• _Saved data entries_

+ + + + +

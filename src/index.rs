//! Persistent passage index for document sources.
//!
//! One directory per document under `index_root`, named by
//! [`collection_id`]:
//!
//! ```text
//! <index_root>/collection_<id>/
//!     passages.json   ordered passage records
//!     vectors.bin     little-endian f32 embeddings, `dims` per passage
//!     manifest.json   model, dims, passage count, source hash (written last)
//! ```
//!
//! Builds go to `<index_root>/.staging-<uuid>` and are published with a
//! rename, so a reader either finds no directory or a complete index.
//! Rebuilding the same document replaces the previous directory.
//!
//! Directory presence is the cache signal. The manifest records the SHA-256
//! of the source bytes; a mismatch is logged, and triggers a rebuild only when
//! `retrieval.check_freshness` is enabled.

use chrono::{DateTime, Utc};
use serde::{Deserialize, Serialize};
use sha2::{Digest, Sha256};
use std::cmp::Ordering;
use std::collections::HashSet;
use std::path::{Path, PathBuf};
use std::sync::Arc;
use tracing::{debug, info, warn};

use crate::chunk;
use crate::config::{ChunkingConfig, RetrievalConfig};
use crate::embedding::{blob_to_vec, cosine_similarity, tokenize, vec_to_blob, EmbeddingProvider};
use crate::error::{AnalysisError, ProviderError, Result};
use crate::extract;
use crate::models::{DataSource, Passage};

const PASSAGES_FILE: &str = "passages.json";
const VECTORS_FILE: &str = "vectors.bin";
const MANIFEST_FILE: &str = "manifest.json";

/// Stable collection name for a document. A pure function of its id.
pub fn collection_id(source_id: &str) -> String {
    format!("collection_{}", source_id)
}

#[derive(Debug, Clone, PartialEq, Serialize, Deserialize)]
pub struct Manifest {
    pub collection: String,
    pub source: String,
    pub model: String,
    pub dims: usize,
    pub passages: usize,
    pub source_sha256: String,
    pub built_at: DateTime<Utc>,
}

/// A loaded index: passages with one embedding each, in document order.
#[derive(Debug, Clone)]
pub struct RetrievalIndex {
    pub manifest: Manifest,
    passages: Vec<Passage>,
    vectors: Vec<Vec<f32>>,
}

impl RetrievalIndex {
    pub fn len(&self) -> usize {
        self.passages.len()
    }

    pub fn is_empty(&self) -> bool {
        self.passages.is_empty()
    }

    pub fn passages(&self) -> &[Passage] {
        &self.passages
    }

    /// The `k` passages most similar to `query`, best first.
    ///
    /// Returns every passage when the index holds fewer than `k`. Equal scores
    /// keep document order.
    pub fn search(&self, query: &[f32], k: usize) -> Vec<(f32, &Passage)> {
        let mut scored: Vec<(f32, &Passage)> = self
            .vectors
            .iter()
            .zip(self.passages.iter())
            .map(|(v, p)| (cosine_similarity(query, v), p))
            .collect();
        scored.sort_by(|a, b| b.0.partial_cmp(&a.0).unwrap_or(Ordering::Equal));
        scored.truncate(k);
        scored
    }
}

/// Ranks passages by how many distinct question words they contain.
///
/// Used when the embedding provider cannot embed the question.
pub fn keyword_search<'a>(passages: &'a [Passage], question: &str, k: usize) -> Vec<&'a Passage> {
    let terms: HashSet<String> = tokenize(question).filter(|t| t.len() > 2).collect();
    let mut scored: Vec<(usize, &Passage)> = passages
        .iter()
        .map(|p| {
            let words: HashSet<String> = tokenize(&p.text).collect();
            (terms.iter().filter(|t| words.contains(*t)).count(), p)
        })
        .collect();
    scored.sort_by(|a, b| b.0.cmp(&a.0));
    scored.into_iter().take(k).map(|(_, p)| p).collect()
}

pub struct IndexBuilder {
    index_root: PathBuf,
    chunking: ChunkingConfig,
    check_freshness: bool,
    embedder: Arc<dyn EmbeddingProvider>,
}

impl IndexBuilder {
    pub fn new(
        index_root: &Path,
        chunking: &ChunkingConfig,
        retrieval: &RetrievalConfig,
        embedder: Arc<dyn EmbeddingProvider>,
    ) -> Self {
        Self {
            index_root: index_root.to_path_buf(),
            chunking: chunking.clone(),
            check_freshness: retrieval.check_freshness,
            embedder,
        }
    }

    pub fn dir_for(&self, source: &DataSource) -> PathBuf {
        self.index_root.join(collection_id(&source.id))
    }

    /// Loads the document and splits it into passages without embedding.
    pub fn passages_for(&self, source: &DataSource) -> Result<Vec<Passage>> {
        let pages = extract::load_document(&source.path)?;
        let passages = chunk::split_pages(
            &pages,
            &source.filename,
            self.chunking.chunk_size,
            self.chunking.chunk_overlap,
        );
        if passages.is_empty() {
            return Err(AnalysisError::format(format!(
                "{} produced no passages",
                source.filename
            )));
        }
        Ok(passages)
    }

    /// Returns the persisted index, building it first if it is absent.
    pub async fn open_or_build(&self, source: &DataSource) -> Result<RetrievalIndex> {
        match self.open(source)? {
            Some(index) => Ok(index),
            None => self.build(source).await,
        }
    }

    /// Loads the persisted index, or `None` when it must be (re)built.
    pub fn open(&self, source: &DataSource) -> Result<Option<RetrievalIndex>> {
        let dir = self.dir_for(source);
        if !dir.is_dir() {
            return Ok(None);
        }

        let index = match read_index(&dir) {
            Ok(index) => index,
            Err(e) => {
                warn!(dir = %dir.display(), error = %e, "unreadable index, rebuilding");
                return Ok(None);
            }
        };

        if index.manifest.model != self.embedder.model_name()
            || index.manifest.dims != self.embedder.dims()
        {
            warn!(
                collection = %index.manifest.collection,
                built_with = %index.manifest.model,
                current = %self.embedder.model_name(),
                "index was built with a different embedding model, rebuilding"
            );
            return Ok(None);
        }

        match std::fs::read(&source.path) {
            Ok(bytes) if sha256_hex(&bytes) != index.manifest.source_sha256 => {
                warn!(
                    collection = %index.manifest.collection,
                    source = %source.filename,
                    "source changed since the index was built"
                );
                if self.check_freshness {
                    return Ok(None);
                }
            }
            _ => {}
        }

        debug!(collection = %index.manifest.collection, passages = index.len(), "index reused");
        Ok(Some(index))
    }

    /// Builds and publishes the index, replacing any previous one.
    pub async fn build(&self, source: &DataSource) -> Result<RetrievalIndex> {
        let bytes = std::fs::read(&source.path)?;
        let passages = self.passages_for(source)?;

        let texts: Vec<String> = passages.iter().map(|p| p.text.clone()).collect();
        let vectors = self.embedder.embed(&texts).await?;
        if vectors.len() != passages.len() {
            return Err(ProviderError::invalid(
                self.embedder.model_name(),
                format!("{} vectors for {} passages", vectors.len(), passages.len()),
            )
            .into());
        }
        let dims = vectors.first().map(|v| v.len()).unwrap_or(0);
        if vectors.iter().any(|v| v.len() != dims) {
            return Err(ProviderError::invalid(
                self.embedder.model_name(),
                "embeddings have inconsistent dimensions",
            )
            .into());
        }

        let collection = collection_id(&source.id);
        let index = RetrievalIndex {
            manifest: Manifest {
                collection: collection.clone(),
                source: source.filename.clone(),
                model: self.embedder.model_name().to_string(),
                dims,
                passages: passages.len(),
                source_sha256: sha256_hex(&bytes),
                built_at: Utc::now(),
            },
            passages,
            vectors,
        };

        std::fs::create_dir_all(&self.index_root)?;
        let staging = self
            .index_root
            .join(format!(".staging-{}", uuid::Uuid::new_v4()));
        if let Err(e) = write_index(&staging, &index) {
            let _ = std::fs::remove_dir_all(&staging);
            return Err(e);
        }
        self.publish(&staging, &self.dir_for(source))?;

        info!(
            collection = %collection,
            passages = index.len(),
            dims,
            model = %index.manifest.model,
            "index built"
        );
        Ok(index)
    }

    /// Moves a complete staging directory into the live location.
    fn publish(&self, staging: &Path, live: &Path) -> Result<()> {
        let retired = self
            .index_root
            .join(format!(".retired-{}", uuid::Uuid::new_v4()));
        let had_previous = live.is_dir() && std::fs::rename(live, &retired).is_ok();

        let result = std::fs::rename(staging, live);
        if had_previous {
            let _ = std::fs::remove_dir_all(&retired);
        }
        if let Err(e) = result {
            let _ = std::fs::remove_dir_all(staging);
            // A concurrent build published first; its index is just as good.
            if live.join(MANIFEST_FILE).is_file() {
                debug!(dir = %live.display(), "concurrent build already published");
                return Ok(());
            }
            return Err(e.into());
        }
        Ok(())
    }
}
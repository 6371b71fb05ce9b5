//! Per-process bound on concurrent outbound provider calls.

use async_trait::async_trait;
use std::sync::Arc;
use tokio::sync::Semaphore;

use crate::embedding::EmbeddingProvider;
use crate::error::ProviderError;
use crate::generation::GenerationProvider;

/// Wraps a provider so each call holds one permit of a shared semaphore.
///
/// Share one semaphore between the embedder and the generator to bound the
/// total number of calls in flight.
pub struct Limited<P: ?Sized> {
    inner: Arc<P>,
    permits: Arc<Semaphore>,
}

impl<P: ?Sized> Limited<P> {
    pub fn new(inner: Arc<P>, permits: Arc<Semaphore>) -> Self {
        Self { inner, permits }
    }

    async fn permit(&self) -> Result<tokio::sync::SemaphorePermit<'_>, ProviderError> {
        self.permits
            .acquire()
            .await
            .map_err(|_| ProviderError::unreachable("limiter", "semaphore closed"))
    }
}

#[async_trait]
impl<P: EmbeddingProvider + ?Sized> EmbeddingProvider for Limited<P> {
    fn model_name(&self) -> &str {
        self.inner.model_name()
    }
    fn dims(&self) -> usize {
        self.inner.dims()
    }
    async fn embed(&self, texts: &[String]) -> Result<Vec<Vec<f32>>, ProviderError> {
        let _permit = self.permit().await?;
        self.inner.embed(texts).await
    }
}

#[async_trait]
impl<P: GenerationProvider + ?Sized> GenerationProvider for Limited<P> {
    fn model_name(&self) -> &str {
        self.inner.model_name()
    }
    async fn generate(&self, prompt: &str, max_tokens: usize) -> Result<String, ProviderError> {
        let _permit = self.permit().await?;
        self.inner.generate(prompt, max_tokens).await
    }
}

+ + + + +

• _WHAT THIS TASK INVOLVES_
Please give again the lines above between the line holding "it is absent." and the line holding "if index.manifest.model != self.embedder.model_name()", inclusive, exactly as they are and with nothing added.

• _COMPLETED TASK_
    /// Returns the persisted index, building it first if it is absent.
    pub async fn open_or_build(&self, source: &DataSource) -> Result<RetrievalIndex> {
        match self.open(source)? {
            Some(index) => Ok(index),
            None => self.build(source).await,
        }
    }

    /// Loads the persisted index, or `None` when it must be (re)built.
    pub fn open(&self, source: &DataSource) -> Result<Option<RetrievalIndex>> {
        let dir = self.dir_for(source);
        if !dir.is_dir() {
            return Ok(None);
        }

        let index = match read_index(&dir) {
            Ok(index) => index,
            Err(e) => {
                warn!(dir = %dir.display(), error = %e, "unreadable index, rebuilding");
                return Ok(None);
            }
        };

        if index.manifest.model != self.embedder.model_name()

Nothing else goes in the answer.